(Saved entries)
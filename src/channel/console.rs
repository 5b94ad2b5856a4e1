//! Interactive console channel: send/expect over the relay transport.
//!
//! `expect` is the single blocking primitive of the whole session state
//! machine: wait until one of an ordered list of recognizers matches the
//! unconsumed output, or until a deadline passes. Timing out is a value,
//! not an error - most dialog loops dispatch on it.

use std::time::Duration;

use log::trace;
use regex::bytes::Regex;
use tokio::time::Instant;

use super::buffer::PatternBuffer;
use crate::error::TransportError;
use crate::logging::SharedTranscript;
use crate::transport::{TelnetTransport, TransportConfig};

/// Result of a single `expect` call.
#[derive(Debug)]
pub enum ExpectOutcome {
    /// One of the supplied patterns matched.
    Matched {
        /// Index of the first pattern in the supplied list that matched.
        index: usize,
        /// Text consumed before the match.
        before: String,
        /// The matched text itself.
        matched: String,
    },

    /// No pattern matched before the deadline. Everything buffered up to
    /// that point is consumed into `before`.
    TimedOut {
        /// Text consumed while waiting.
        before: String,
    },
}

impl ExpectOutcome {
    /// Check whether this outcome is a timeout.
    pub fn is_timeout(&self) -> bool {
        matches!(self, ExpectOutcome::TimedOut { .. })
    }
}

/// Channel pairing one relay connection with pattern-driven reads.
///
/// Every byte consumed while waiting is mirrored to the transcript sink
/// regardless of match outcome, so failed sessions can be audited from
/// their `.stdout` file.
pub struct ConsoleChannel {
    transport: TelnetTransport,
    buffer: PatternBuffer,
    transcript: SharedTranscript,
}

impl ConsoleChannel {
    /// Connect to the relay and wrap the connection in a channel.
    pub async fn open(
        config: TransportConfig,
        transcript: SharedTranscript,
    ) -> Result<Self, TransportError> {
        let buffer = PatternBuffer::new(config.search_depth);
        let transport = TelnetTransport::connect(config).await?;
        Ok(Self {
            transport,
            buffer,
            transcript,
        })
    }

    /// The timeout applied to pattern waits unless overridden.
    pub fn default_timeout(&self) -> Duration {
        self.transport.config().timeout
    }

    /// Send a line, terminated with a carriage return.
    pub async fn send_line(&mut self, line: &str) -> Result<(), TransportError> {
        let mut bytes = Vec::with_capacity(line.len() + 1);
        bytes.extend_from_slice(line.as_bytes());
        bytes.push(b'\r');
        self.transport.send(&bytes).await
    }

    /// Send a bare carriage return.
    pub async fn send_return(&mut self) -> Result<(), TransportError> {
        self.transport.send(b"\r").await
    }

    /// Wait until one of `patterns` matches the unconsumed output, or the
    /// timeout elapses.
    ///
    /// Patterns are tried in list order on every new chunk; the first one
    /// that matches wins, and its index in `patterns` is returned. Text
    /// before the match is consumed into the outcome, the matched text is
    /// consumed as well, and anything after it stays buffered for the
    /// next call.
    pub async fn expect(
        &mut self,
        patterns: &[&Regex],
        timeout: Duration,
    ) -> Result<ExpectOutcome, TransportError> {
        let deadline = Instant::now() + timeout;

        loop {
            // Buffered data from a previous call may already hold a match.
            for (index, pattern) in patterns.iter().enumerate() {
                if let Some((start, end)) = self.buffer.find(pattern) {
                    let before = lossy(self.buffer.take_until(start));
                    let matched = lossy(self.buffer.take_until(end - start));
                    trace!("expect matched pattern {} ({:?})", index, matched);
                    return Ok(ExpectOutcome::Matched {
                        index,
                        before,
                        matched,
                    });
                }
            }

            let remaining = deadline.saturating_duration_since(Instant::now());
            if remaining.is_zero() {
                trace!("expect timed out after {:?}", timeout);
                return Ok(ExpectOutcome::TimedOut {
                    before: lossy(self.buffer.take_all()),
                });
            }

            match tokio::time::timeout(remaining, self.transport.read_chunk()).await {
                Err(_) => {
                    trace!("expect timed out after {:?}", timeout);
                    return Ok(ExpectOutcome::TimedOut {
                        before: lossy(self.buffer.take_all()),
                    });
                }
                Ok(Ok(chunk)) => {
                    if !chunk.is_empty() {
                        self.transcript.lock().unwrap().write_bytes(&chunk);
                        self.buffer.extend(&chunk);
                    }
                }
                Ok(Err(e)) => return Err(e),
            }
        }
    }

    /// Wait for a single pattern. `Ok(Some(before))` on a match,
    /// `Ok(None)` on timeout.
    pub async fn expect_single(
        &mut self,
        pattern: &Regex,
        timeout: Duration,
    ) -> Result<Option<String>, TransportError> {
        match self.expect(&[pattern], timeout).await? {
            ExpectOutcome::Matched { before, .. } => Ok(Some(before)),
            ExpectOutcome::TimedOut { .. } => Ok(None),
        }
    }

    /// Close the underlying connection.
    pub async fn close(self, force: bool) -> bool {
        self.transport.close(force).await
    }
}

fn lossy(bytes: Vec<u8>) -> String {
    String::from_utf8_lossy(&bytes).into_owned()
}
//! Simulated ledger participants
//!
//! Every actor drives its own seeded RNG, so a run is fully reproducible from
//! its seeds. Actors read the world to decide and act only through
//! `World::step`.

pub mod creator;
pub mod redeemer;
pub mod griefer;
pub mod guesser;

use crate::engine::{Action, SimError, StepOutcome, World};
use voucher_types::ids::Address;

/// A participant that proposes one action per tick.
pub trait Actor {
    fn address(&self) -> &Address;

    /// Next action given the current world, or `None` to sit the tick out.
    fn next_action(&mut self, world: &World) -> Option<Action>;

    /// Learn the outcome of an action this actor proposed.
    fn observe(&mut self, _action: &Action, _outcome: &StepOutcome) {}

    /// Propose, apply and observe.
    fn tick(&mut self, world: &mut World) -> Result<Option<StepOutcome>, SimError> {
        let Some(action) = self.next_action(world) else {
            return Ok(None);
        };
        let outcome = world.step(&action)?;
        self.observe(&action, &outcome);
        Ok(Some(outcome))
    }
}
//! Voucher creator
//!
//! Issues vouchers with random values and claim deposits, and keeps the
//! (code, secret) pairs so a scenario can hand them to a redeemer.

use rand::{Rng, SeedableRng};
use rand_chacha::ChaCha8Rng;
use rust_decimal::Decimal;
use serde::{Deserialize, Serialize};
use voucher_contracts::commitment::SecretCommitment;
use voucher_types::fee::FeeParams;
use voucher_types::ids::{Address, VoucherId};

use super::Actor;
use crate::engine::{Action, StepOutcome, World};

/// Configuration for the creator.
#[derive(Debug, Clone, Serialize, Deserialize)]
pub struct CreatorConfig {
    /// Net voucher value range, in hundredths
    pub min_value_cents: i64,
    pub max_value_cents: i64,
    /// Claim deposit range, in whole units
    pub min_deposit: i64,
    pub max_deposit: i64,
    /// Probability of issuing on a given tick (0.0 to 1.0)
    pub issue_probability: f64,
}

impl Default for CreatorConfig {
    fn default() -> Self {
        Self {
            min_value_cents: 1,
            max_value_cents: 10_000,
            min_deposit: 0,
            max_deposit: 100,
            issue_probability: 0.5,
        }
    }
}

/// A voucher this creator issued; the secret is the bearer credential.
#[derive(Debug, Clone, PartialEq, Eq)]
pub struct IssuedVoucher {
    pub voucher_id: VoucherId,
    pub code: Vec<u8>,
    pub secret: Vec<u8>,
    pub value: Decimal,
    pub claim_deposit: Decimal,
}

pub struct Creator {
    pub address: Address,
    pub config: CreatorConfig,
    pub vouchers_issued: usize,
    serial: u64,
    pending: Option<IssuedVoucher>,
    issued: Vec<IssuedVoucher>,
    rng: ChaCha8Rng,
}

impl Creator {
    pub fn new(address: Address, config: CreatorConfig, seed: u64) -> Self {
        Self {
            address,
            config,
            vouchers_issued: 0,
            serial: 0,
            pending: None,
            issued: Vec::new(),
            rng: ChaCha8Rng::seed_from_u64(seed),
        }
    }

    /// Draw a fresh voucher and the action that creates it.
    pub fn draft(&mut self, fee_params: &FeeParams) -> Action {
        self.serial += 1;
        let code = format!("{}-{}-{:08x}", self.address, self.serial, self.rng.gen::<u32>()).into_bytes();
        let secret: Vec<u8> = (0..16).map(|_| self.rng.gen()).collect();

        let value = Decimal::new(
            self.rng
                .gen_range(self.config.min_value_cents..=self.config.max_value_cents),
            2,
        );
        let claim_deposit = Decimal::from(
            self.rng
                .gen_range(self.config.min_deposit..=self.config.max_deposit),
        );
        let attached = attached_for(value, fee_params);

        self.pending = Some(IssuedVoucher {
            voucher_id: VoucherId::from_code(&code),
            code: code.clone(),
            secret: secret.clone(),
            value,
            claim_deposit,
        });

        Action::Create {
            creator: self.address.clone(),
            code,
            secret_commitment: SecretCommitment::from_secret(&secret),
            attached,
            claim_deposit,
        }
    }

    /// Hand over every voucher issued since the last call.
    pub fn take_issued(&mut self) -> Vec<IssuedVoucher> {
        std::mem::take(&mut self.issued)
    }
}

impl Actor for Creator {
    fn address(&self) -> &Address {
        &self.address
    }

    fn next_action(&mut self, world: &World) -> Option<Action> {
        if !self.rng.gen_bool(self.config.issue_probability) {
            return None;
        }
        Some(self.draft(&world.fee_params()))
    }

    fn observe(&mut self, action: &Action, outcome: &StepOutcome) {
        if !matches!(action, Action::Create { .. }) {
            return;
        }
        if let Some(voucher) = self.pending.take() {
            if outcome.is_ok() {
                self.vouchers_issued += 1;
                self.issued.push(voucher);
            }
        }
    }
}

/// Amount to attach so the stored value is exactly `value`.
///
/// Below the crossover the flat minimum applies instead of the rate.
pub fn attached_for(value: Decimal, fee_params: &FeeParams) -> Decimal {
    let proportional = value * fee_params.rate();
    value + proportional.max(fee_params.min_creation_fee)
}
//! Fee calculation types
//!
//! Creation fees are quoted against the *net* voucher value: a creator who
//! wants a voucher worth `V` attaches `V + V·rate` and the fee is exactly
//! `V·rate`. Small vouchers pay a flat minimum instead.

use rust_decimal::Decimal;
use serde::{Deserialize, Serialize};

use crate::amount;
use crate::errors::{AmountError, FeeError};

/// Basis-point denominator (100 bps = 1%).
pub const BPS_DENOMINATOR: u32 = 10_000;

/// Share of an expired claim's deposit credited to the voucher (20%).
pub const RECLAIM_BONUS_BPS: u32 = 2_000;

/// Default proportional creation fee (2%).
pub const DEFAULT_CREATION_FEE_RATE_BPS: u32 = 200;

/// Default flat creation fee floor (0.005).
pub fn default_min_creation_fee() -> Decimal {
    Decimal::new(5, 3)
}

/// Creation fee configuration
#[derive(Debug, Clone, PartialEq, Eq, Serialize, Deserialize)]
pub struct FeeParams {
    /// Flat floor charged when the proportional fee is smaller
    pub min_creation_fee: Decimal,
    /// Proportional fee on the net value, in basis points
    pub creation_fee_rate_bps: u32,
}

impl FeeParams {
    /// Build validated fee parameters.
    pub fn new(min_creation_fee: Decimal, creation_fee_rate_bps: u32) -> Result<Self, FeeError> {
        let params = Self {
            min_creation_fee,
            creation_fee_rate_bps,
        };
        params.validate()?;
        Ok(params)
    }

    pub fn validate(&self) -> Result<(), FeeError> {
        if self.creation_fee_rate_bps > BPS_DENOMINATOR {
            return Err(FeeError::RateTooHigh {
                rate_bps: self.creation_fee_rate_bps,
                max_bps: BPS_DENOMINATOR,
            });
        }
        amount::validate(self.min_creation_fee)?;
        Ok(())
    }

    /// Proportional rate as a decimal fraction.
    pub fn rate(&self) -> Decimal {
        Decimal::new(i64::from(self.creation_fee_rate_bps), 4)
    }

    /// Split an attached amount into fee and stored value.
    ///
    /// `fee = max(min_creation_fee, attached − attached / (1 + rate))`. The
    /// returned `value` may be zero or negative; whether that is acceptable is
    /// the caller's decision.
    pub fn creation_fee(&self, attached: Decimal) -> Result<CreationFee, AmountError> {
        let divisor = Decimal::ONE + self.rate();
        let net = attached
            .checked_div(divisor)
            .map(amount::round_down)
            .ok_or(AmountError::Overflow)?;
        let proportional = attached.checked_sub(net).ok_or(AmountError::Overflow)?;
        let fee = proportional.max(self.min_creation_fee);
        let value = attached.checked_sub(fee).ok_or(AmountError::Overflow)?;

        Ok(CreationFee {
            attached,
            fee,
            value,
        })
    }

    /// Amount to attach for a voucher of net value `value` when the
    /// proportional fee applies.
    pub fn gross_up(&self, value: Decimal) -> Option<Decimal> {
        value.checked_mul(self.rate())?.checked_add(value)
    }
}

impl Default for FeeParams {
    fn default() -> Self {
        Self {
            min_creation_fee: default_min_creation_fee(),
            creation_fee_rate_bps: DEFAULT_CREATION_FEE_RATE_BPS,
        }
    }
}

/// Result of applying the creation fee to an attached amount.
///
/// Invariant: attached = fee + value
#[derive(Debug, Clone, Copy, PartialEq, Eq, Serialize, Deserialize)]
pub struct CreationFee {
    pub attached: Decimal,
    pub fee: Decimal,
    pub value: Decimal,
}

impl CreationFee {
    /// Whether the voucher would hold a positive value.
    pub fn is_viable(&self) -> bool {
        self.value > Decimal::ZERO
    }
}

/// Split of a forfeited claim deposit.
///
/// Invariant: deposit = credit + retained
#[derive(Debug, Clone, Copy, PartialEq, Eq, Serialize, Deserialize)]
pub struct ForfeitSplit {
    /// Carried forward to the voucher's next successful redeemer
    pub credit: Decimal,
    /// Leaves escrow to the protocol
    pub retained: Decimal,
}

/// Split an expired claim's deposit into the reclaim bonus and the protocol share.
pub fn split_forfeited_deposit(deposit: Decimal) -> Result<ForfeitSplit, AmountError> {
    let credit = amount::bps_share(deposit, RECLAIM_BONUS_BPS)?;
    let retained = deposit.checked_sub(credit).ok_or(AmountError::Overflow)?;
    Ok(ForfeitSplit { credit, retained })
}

### Assigned task
Each line in the entries above that includes the string "Option" should be extracted.

### Written answer
    ) -> Result<Option<String>, TransportError> {
    fn next_action(&mut self, world: &World) -> Option<Action>;
    fn tick(&mut self, world: &mut World) -> Result<Option<StepOutcome>, SimError> {
    pending: Option<IssuedVoucher>,
    fn next_action(&mut self, world: &World) -> Option<Action> {
    pub fn gross_up(&self, value: Decimal) -> Option<Decimal> {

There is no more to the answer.